* [TASK INPUTS]
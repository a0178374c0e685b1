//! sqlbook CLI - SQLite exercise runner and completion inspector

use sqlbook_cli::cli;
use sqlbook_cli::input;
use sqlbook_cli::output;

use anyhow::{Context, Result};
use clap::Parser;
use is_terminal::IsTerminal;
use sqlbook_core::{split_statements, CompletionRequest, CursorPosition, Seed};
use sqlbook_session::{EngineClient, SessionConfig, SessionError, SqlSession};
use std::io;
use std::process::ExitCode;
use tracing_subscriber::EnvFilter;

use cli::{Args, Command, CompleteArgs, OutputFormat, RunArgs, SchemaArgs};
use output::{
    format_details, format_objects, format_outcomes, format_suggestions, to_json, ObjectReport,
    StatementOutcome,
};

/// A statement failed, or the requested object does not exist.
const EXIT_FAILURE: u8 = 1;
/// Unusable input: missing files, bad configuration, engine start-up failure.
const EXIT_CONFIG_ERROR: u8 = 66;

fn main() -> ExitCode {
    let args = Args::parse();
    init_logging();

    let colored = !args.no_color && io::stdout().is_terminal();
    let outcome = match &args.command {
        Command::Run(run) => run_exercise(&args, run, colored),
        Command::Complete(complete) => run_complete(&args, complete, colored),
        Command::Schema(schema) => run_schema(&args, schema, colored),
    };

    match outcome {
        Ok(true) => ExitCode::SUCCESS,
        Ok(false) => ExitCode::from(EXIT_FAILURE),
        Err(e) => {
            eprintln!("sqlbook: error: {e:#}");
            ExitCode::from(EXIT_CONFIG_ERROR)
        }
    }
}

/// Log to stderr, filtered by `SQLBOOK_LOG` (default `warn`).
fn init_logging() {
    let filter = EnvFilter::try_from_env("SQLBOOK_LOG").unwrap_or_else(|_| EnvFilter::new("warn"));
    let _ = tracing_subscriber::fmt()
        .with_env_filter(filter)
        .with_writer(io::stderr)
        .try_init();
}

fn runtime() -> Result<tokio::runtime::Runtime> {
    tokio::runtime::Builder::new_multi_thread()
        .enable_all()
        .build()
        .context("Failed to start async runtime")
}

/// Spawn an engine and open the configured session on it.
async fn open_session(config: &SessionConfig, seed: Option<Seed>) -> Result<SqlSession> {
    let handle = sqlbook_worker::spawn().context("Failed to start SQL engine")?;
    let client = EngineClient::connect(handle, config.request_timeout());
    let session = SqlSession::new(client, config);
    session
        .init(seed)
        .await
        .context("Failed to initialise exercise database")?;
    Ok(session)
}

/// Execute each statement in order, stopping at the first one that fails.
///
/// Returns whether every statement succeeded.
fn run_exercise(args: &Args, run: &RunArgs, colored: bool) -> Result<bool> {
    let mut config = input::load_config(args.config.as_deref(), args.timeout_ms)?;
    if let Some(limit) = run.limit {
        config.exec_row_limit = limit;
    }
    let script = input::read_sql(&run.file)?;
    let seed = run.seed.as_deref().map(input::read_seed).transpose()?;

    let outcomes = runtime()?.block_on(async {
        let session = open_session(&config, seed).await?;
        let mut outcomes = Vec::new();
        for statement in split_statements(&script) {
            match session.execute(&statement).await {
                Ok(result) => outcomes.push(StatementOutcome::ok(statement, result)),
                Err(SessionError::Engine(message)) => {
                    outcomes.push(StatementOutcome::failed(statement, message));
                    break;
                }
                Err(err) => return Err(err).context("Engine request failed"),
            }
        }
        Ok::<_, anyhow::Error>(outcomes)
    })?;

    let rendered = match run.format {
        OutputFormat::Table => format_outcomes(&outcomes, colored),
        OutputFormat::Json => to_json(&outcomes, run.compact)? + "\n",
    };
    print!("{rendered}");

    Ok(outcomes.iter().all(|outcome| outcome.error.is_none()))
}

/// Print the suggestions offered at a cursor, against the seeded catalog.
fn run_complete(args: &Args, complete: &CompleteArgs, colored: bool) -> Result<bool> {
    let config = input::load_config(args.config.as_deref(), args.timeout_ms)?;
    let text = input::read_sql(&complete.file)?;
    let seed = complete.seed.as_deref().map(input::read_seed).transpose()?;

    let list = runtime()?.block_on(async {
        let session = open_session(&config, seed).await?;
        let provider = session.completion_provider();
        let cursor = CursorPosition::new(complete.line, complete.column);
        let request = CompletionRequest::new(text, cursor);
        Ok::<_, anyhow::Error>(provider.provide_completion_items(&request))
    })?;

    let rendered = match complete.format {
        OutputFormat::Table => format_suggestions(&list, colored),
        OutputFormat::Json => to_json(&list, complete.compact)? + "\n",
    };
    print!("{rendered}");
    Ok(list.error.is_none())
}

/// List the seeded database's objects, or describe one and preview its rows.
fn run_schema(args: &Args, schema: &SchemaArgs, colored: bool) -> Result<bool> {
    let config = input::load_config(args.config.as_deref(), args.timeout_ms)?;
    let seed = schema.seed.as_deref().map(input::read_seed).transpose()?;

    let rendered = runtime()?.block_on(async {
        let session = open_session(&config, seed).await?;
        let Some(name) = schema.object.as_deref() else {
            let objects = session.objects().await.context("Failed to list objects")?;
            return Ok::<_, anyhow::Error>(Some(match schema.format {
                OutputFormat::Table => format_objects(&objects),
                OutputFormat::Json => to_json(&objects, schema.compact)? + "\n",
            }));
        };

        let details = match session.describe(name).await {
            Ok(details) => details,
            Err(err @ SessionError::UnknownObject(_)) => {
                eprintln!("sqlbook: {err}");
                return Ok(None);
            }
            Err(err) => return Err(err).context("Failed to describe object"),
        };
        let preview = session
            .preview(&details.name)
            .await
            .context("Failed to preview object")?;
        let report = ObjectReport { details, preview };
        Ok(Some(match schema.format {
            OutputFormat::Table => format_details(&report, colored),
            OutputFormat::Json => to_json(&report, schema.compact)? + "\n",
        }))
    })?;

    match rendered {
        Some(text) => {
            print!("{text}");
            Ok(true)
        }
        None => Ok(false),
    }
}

* [BRIEF]
Please give only the number of lines above that contain the word "ExitCode".

* [FINISHED EXERCISE]
5